Et puis aussi le Punk, sorte de révolte devenue branchée, qui fut
curieusement déconnectée de sa base alors que son vrai message
était bien celui d'exprimer la fureur des hauts fourneaux et des
chaînes de montage : Stooges, MC5, Damned, Sex Pistols…
n'avaient finalement que cette ambition. D'autres se déclamèrent
prophètes, comme les Clash. Une belle connerie tiens.
Aujourd'hui,
la plèbe se défoule en clubs sur du Rihanna, du Katy Perry, du
David Guetta, du DJ Khaled, du Imagine Dragons, Daft Punk ou Sia.
C'est disco, c'est chic, c'est Dance, ça ressemble à la bouse
électronique des années 90 : Gala, Two Unlimited, Ace Of Base,
Doctor Alban…. De la grosse Techno-Dance européenne, de la grosse
soupe vulgaire, sans aucune base culturelle ni intellectuelle. De la
grosse merde musicale servant de prétexte pour encaisser les
dividendes. Du boulot de patronat et d'actionnaires. Comment vous
dire que je déteste ça….. Je n'ai pas assez de mots vulgaires et
haineux pour juger ce purin auditif.
Mais
le public est responsable de ce qu'il écoute. L'éducation permet
d'éviter ce genre d'écueil, mais le pouvoir des médias est
immense. Il manque furieusement de discernement ces derniers temps.
Tout est formidable.
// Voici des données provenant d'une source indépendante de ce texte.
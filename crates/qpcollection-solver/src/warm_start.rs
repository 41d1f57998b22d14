use qpcollection_types::QpDims;
use serde::{Deserialize, Serialize};

/// Warm-start state of an adapter
#[derive(Debug, Clone, Copy, PartialEq, Eq, Serialize, Deserialize)]
pub enum StartState {
    /// No reusable previous solve
    Cold,
    /// Previous solve succeeded with the cached dimensions
    Warm,
}

/// Tracks the shape and outcome of the previous solve.
///
/// An adapter asks [`WarmStart::plan`] which path to take, then reports the
/// outcome through [`WarmStart::record`].
#[derive(Debug, Clone, Default)]
pub struct WarmStart {
    cached_dims: Option<QpDims>,
    last_succeeded: bool,
}

impl WarmStart {
    pub fn new() -> Self {
        Self::default()
    }

    pub fn state(&self) -> StartState {
        if self.cached_dims.is_some() && self.last_succeeded {
            StartState::Warm
        } else {
            StartState::Cold
        }
    }

    /// Decide the start path for a problem of the given shape
    pub fn plan(&self, dims: QpDims, force_initialize: bool) -> StartState {
        if force_initialize || self.cached_dims != Some(dims) {
            return StartState::Cold;
        }
        self.state()
    }

    pub fn record(&mut self, dims: QpDims, succeeded: bool) {
        self.cached_dims = Some(dims);
        self.last_succeeded = succeeded;
    }

    pub fn cached_dims(&self) -> Option<QpDims> {
        self.cached_dims
    }

    pub fn reset(&mut self) {
        *self = Self::default();
    }
}

mod backend_kind;
mod dims;
mod problem;
mod error;

pub use backend_kind::BackendKind;
pub use dims::QpDims;
pub use problem::{QpCoeffs, QpProblem};
pub use error::{QpError, Result};
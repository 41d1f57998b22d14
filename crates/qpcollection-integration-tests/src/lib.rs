//! Sample problems with known optima, shared by the cross-backend tests and
//! the demos.

use nalgebra::{DMatrix, DVector};
use qpcollection_types::{BackendKind, QpProblem};

/// A QP together with its ground-truth solution
#[derive(Debug, Clone)]
pub struct SampleQp {
    pub name: &'static str,
    pub problem: QpProblem,
    pub solution: DVector<f64>,
}

/// Accepted distance between a backend's solution and the ground truth
pub fn tolerance(kind: BackendKind) -> f64 {
    match kind {
        BackendKind::QuadProg => 1e-6,
        BackendKind::Clarabel => 1e-4,
        BackendKind::Osqp | BackendKind::Totsu => 1e-3,
        BackendKind::Uninitialized | BackendKind::Any => 0.0,
    }
}

/// Identity objective with equalities, inequalities and a finite box
pub fn identity_obj() -> SampleQp {
    let mut qp = QpProblem::new(6, 3, 2);
    qp.obj_mat = DMatrix::identity(6, 6);
    qp.obj_vec = DVector::from_vec(vec![1.0, 2.0, 3.0, 4.0, 5.0, 6.0]);
    qp.eq_mat = DMatrix::from_row_slice(
        3,
        6,
        &[
            1.0, -1.0, 1.0, 0.0, 3.0, 1.0, //
            -1.0, 0.0, -3.0, -4.0, 5.0, 6.0, //
            2.0, 5.0, 3.0, 0.0, 1.0, 0.0,
        ],
    );
    qp.eq_vec = DVector::from_vec(vec![1.0, 2.0, 3.0]);
    qp.ineq_mat = DMatrix::from_row_slice(
        2,
        6,
        &[
            0.0, 1.0, 0.0, 1.0, 2.0, -1.0, //
            -1.0, 0.0, 2.0, 1.0, 1.0, 0.0,
        ],
    );
    qp.ineq_vec = DVector::from_vec(vec![-1.0, 2.5]);
    qp.x_min = DVector::from_vec(vec![-1000.0, -10000.0, 0.0, -1000.0, -1000.0, -1000.0]);
    qp.x_max = DVector::from_vec(vec![10000.0, 100.0, 1.5, 100.0, 100.0, 1000.0]);

    SampleQp {
        name: "identity_obj",
        problem: qp,
        solution: DVector::from_vec(vec![
            1.7975426, -0.3381487, 0.1633880, -4.9884023, 0.6054943, -3.1155623,
        ]),
    }
}

/// No constraints and an infinite box
pub fn unconstrained() -> SampleQp {
    let mut qp = QpProblem::new(2, 0, 0);
    qp.obj_mat = DMatrix::from_row_slice(2, 2, &[3.0, 2.0, 2.0, 4.0]);
    qp.obj_vec = DVector::from_vec(vec![3.0, 1.0]);
    qp.x_min = DVector::from_element(2, f64::NEG_INFINITY);
    qp.x_max = DVector::from_element(2, f64::INFINITY);

    SampleQp {
        name: "unconstrained",
        problem: qp,
        solution: DVector::from_vec(vec![-1.25, 0.375]),
    }
}

/// One equality and nonnegative variables
pub fn only_eq_const() -> SampleQp {
    let mut qp = QpProblem::new(2, 1, 0);
    qp.obj_mat = DMatrix::from_row_slice(2, 2, &[2.0, 0.5, 0.5, 1.0]);
    qp.obj_vec = DVector::from_vec(vec![1.0, 1.0]);
    qp.eq_mat = DMatrix::from_row_slice(1, 2, &[1.0, 1.0]);
    qp.eq_vec = DVector::from_vec(vec![1.0]);
    qp.x_min = DVector::zeros(2);
    qp.x_max = DVector::from_element(2, f64::INFINITY);

    SampleQp {
        name: "only_eq_const",
        problem: qp,
        solution: DVector::from_vec(vec![0.25, 0.75]),
    }
}

pub fn all() -> Vec<SampleQp> {
    vec![identity_obj(), unconstrained(), only_eq_const()]
}

/// `x <= -1` together with `x >= 0`
pub fn infeasible() -> QpProblem {
    let mut qp = QpProblem::new(1, 0, 1);
    qp.obj_mat = DMatrix::identity(1, 1);
    qp.ineq_mat = DMatrix::from_element(1, 1, 1.0);
    qp.ineq_vec = DVector::from_element(1, -1.0);
    qp.x_min = DVector::zeros(1);
    qp
}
Les qualificatifs sont tellement nébuleux, que
l'on sent l'outrage auditif se profiler : électro-pop, musique
urbaine, Rap new-yorkais avec une touche de Soul, Soul urbaine,
Ragga-Funk….. Que des intitulés qui ne ne font que cacher la
misère. Des groupes arrivent dans les médias sans prévenir, sont
invités à la Fashion Week, on les voit partout. Pourquoi ? Sur
quelle base ? Sur quel prétexte musical ? Souvent aucun,
si ce n'est la boursouflure bourgeoise des grandes cités, les
réseaux, les copains, les copines…. Et puis on regarde l'horizon,
et on se dit que les prolétaires anglais de 1972 qui vibraient sur
Status Quo et « Don't Waste My Time » n'ont plus de place
en ce bas monde.
Que
reste-t-il aux losers en ce bas monde ? Le Stoner-Rock. Et une
des grandes forces reste Earthless. Groupe fondé par le guitariste
Isaiah Mitchell, c'est un trio de lads. Mario Rubalcaba tient la
batterie, Mike Eginton la basse. Leur musique est essentiellement
instrumental, bien que Mitchell ait une voix en or, comme il le
prouve avec son autre projet : Golden Void, une merveille.
Un
perdant, en voilà que j'en suis à nouveau un, à trébucher sur les
écueils de la vie. J'ai retrouvé ma solitude, même si tout n'est
finalement pas si noir que la fois précédente. Je me suis
reconstitué mon univers à moi, je crois que j'ai retrouvé la
totalité de mon âme, bien que l'amertume parasite mon palais, ce
goût d'échec difficile à évacuer de la bouche. Les jours qui ont
suivi mon déménagement précipité, j'ai dormi, mais j'ai aussi
écouté pas mal d'albums que j'avais laissé de côté, de vieux
camarades comme de nouveaux complices. Ils me soutiennent en ces
temps troublés, m'empêchent de tomber, exténué que je suis
physiquement et moralement. Derrière mon irrésistible envie
d'avancer vers des jours meilleurs se cachent des blessures
profondes, un épuisement général après plusieurs années
difficiles à me battre contre les éléments afin de ne pas sombrer.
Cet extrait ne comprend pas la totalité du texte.